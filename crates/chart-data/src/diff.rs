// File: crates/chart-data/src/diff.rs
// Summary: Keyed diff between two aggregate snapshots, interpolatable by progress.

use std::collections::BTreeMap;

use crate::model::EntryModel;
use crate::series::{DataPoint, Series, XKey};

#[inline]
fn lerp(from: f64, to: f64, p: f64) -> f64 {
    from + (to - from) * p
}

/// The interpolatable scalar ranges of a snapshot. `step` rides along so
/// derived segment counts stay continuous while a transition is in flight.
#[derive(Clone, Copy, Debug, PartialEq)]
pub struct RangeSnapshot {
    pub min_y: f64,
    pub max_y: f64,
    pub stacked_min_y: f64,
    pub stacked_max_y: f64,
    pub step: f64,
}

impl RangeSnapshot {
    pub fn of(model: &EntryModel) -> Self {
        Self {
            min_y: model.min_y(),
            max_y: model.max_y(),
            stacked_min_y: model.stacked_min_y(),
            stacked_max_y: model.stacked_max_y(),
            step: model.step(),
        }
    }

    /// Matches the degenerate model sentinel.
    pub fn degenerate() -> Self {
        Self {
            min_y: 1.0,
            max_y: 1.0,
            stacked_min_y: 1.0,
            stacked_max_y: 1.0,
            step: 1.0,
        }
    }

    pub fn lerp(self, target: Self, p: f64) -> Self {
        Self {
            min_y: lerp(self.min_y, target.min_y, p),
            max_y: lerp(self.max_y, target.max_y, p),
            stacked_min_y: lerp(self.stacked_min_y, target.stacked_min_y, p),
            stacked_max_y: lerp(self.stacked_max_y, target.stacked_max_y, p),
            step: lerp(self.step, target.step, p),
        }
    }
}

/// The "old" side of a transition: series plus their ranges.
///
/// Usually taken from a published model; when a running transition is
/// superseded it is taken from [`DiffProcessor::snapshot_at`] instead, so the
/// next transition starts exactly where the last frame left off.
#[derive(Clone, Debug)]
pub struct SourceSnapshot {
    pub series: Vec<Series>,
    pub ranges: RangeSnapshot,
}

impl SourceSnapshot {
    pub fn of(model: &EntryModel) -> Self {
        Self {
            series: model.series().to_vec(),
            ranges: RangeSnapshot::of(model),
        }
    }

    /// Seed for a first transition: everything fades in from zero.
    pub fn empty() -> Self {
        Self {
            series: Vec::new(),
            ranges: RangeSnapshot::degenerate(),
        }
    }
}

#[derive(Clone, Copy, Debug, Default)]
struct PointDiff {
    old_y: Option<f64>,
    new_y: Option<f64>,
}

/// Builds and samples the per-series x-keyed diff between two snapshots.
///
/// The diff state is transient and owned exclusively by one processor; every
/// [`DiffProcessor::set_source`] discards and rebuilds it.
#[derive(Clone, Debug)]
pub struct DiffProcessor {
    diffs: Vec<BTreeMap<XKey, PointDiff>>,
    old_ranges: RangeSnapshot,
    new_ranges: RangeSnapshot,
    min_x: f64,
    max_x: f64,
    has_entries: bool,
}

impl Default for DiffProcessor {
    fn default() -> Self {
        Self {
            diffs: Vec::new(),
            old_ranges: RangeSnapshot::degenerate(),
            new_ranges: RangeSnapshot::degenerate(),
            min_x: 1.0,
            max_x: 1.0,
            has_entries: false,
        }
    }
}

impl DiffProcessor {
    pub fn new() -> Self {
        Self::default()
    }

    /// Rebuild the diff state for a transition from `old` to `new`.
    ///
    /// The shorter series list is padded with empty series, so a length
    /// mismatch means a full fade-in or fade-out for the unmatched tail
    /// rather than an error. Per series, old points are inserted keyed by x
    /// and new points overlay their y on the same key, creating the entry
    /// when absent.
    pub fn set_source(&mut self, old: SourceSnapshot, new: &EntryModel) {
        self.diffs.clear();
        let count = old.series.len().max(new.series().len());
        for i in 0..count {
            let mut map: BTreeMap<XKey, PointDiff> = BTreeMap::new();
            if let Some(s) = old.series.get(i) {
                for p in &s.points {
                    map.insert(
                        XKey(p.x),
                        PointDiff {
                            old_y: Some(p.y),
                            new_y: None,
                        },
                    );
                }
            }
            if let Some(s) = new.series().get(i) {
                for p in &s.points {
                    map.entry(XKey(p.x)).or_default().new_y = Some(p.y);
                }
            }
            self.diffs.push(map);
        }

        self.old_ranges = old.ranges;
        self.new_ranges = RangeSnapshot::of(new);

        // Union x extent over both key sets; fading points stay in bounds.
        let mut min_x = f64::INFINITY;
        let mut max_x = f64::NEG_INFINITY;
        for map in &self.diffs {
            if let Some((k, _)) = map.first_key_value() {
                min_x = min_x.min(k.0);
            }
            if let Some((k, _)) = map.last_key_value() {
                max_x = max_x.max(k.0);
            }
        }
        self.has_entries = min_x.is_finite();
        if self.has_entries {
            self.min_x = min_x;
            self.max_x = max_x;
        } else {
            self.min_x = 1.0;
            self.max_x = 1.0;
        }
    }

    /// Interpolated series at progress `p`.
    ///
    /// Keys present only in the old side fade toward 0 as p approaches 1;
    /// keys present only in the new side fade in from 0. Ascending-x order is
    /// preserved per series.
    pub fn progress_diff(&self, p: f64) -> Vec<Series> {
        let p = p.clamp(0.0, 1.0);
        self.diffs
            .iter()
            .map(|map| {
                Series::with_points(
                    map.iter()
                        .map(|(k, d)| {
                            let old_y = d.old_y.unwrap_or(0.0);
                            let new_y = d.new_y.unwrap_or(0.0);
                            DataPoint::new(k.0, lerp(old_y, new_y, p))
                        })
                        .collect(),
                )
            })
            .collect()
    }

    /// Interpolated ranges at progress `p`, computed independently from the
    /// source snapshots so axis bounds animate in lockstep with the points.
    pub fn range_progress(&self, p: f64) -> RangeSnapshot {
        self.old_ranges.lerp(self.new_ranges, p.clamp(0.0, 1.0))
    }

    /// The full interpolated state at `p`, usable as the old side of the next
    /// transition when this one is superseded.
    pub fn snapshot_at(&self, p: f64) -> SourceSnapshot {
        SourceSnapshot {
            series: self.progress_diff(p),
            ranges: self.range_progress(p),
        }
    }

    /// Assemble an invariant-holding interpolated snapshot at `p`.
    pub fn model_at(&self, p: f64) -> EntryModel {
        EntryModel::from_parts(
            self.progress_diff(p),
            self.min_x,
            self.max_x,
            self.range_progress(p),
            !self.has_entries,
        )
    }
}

_____

_ABOUT THIS TASK_
Set down all the entries again, word for word.

_ANSWER FOR THE TASK_
filename crates/chart-data/src/diff.rs
// File: crates/chart-data/src/diff.rs
// Summary: Keyed diff between two aggregate snapshots, interpolatable by progress.

use std::collections::BTreeMap;

use crate::model::EntryModel;
use crate::series::{DataPoint, Series, XKey};

#[inline]
fn lerp(from: f64, to: f64, p: f64) -> f64 {
    from + (to - from) * p
}

/// The interpolatable scalar ranges of a snapshot. `step` rides along so
/// derived segment counts stay continuous while a transition is in flight.
#[derive(Clone, Copy, Debug, PartialEq)]
pub struct RangeSnapshot {
    pub min_y: f64,
    pub max_y: f64,
    pub stacked_min_y: f64,
    pub stacked_max_y: f64,
    pub step: f64,
}

impl RangeSnapshot {
    pub fn of(model: &EntryModel) -> Self {
        Self {
            min_y: model.min_y(),
            max_y: model.max_y(),
            stacked_min_y: model.stacked_min_y(),
            stacked_max_y: model.stacked_max_y(),
            step: model.step(),
        }
    }

    /// Matches the degenerate model sentinel.
    pub fn degenerate() -> Self {
        Self {
            min_y: 1.0,
            max_y: 1.0,
            stacked_min_y: 1.0,
            stacked_max_y: 1.0,
            step: 1.0,
        }
    }

    pub fn lerp(self, target: Self, p: f64) -> Self {
        Self {
            min_y: lerp(self.min_y, target.min_y, p),
            max_y: lerp(self.max_y, target.max_y, p),
            stacked_min_y: lerp(self.stacked_min_y, target.stacked_min_y, p),
            stacked_max_y: lerp(self.stacked_max_y, target.stacked_max_y, p),
            step: lerp(self.step, target.step, p),
        }
    }
}

/// The "old" side of a transition: series plus their ranges.
///
/// Usually taken from a published model; when a running transition is
/// superseded it is taken from [`DiffProcessor::snapshot_at`] instead, so the
/// next transition starts exactly where the last frame left off.
#[derive(Clone, Debug)]
pub struct SourceSnapshot {
    pub series: Vec<Series>,
    pub ranges: RangeSnapshot,
}

impl SourceSnapshot {
    pub fn of(model: &EntryModel) -> Self {
        Self {
            series: model.series().to_vec(),
            ranges: RangeSnapshot::of(model),
        }
    }

    /// Seed for a first transition: everything fades in from zero.
    pub fn empty() -> Self {
        Self {
            series: Vec::new(),
            ranges: RangeSnapshot::degenerate(),
        }
    }
}

#[derive(Clone, Copy, Debug, Default)]
struct PointDiff {
    old_y: Option<f64>,
    new_y: Option<f64>,
}

/// Builds and samples the per-series x-keyed diff between two snapshots.
///
/// The diff state is transient and owned exclusively by one processor; every
/// [`DiffProcessor::set_source`] discards and rebuilds it.
#[derive(Clone, Debug)]
pub struct DiffProcessor {
    diffs: Vec<BTreeMap<XKey, PointDiff>>,
    old_ranges: RangeSnapshot,
    new_ranges: RangeSnapshot,
    min_x: f64,
    max_x: f64,
    has_entries: bool,
}

impl Default for DiffProcessor {
    fn default() -> Self {
        Self {
            diffs: Vec::new(),
            old_ranges: RangeSnapshot::degenerate(),
            new_ranges: RangeSnapshot::degenerate(),
            min_x: 1.0,
            max_x: 1.0,
            has_entries: false,
        }
    }
}

impl DiffProcessor {
    pub fn new() -> Self {
        Self::default()
    }

    /// Rebuild the diff state for a transition from `old` to `new`.
    ///
    /// The shorter series list is padded with empty series, so a length
    /// mismatch means a full fade-in or fade-out for the unmatched tail
    /// rather than an error. Per series, old points are inserted keyed by x
    /// and new points overlay their y on the same key, creating the entry
    /// when absent.
    pub fn set_source(&mut self, old: SourceSnapshot, new: &EntryModel) {
        self.diffs.clear();
        let count = old.series.len().max(new.series().len());
        for i in 0..count {
            let mut map: BTreeMap<XKey, PointDiff> = BTreeMap::new();
            if let Some(s) = old.series.get(i) {
                for p in &s.points {
                    map.insert(
                        XKey(p.x),
                        PointDiff {
                            old_y: Some(p.y),
                            new_y: None,
                        },
                    );
                }
            }
            if let Some(s) = new.series().get(i) {
                for p in &s.points {
                    map.entry(XKey(p.x)).or_default().new_y = Some(p.y);
                }
            }
            self.diffs.push(map);
        }

        self.old_ranges = old.ranges;
        self.new_ranges = RangeSnapshot::of(new);

        // Union x extent over both key sets; fading points stay in bounds.
        let mut min_x = f64::INFINITY;
        let mut max_x = f64::NEG_INFINITY;
        for map in &self.diffs {
            if let Some((k, _)) = map.first_key_value() {
                min_x = min_x.min(k.0);
            }
            if let Some((k, _)) = map.last_key_value() {
                max_x = max_x.max(k.0);
            }
        }
        self.has_entries = min_x.is_finite();
        if self.has_entries {
            self.min_x = min_x;
            self.max_x = max_x;
        } else {
            self.min_x = 1.0;
            self.max_x = 1.0;
        }
    }

    /// Interpolated series at progress `p`.
    ///
    /// Keys present only in the old side fade toward 0 as p approaches 1;
    /// keys present only in the new side fade in from 0. Ascending-x order is
    /// preserved per series.
    pub fn progress_diff(&self, p: f64) -> Vec<Series> {
        let p = p.clamp(0.0, 1.0);
        self.diffs
            .iter()
            .map(|map| {
                Series::with_points(
                    map.iter()
                        .map(|(k, d)| {
                            let old_y = d.old_y.unwrap_or(0.0);
                            let new_y = d.new_y.unwrap_or(0.0);
                            DataPoint::new(k.0, lerp(old_y, new_y, p))
                        })
                        .collect(),
                )
            })
            .collect()
    }

    /// Interpolated ranges at progress `p`, computed independently from the
    /// source snapshots so axis bounds animate in lockstep with the points.
    pub fn range_progress(&self, p: f64) -> RangeSnapshot {
        self.old_ranges.lerp(self.new_ranges, p.clamp(0.0, 1.0))
    }

    /// The full interpolated state at `p`, usable as the old side of the next
    /// transition when this one is superseded.
    pub fn snapshot_at(&self, p: f64) -> SourceSnapshot {
        SourceSnapshot {
            series: self.progress_diff(p),
            ranges: self.range_progress(p),
        }
    }

    /// Assemble an invariant-holding interpolated snapshot at `p`.
    pub fn model_at(&self, p: f64) -> EntryModel {
        EntryModel::from_parts(
            self.progress_diff(p),
            self.min_x,
            self.max_x,
            self.range_progress(p),
            !self.has_entries,
        )
    }
}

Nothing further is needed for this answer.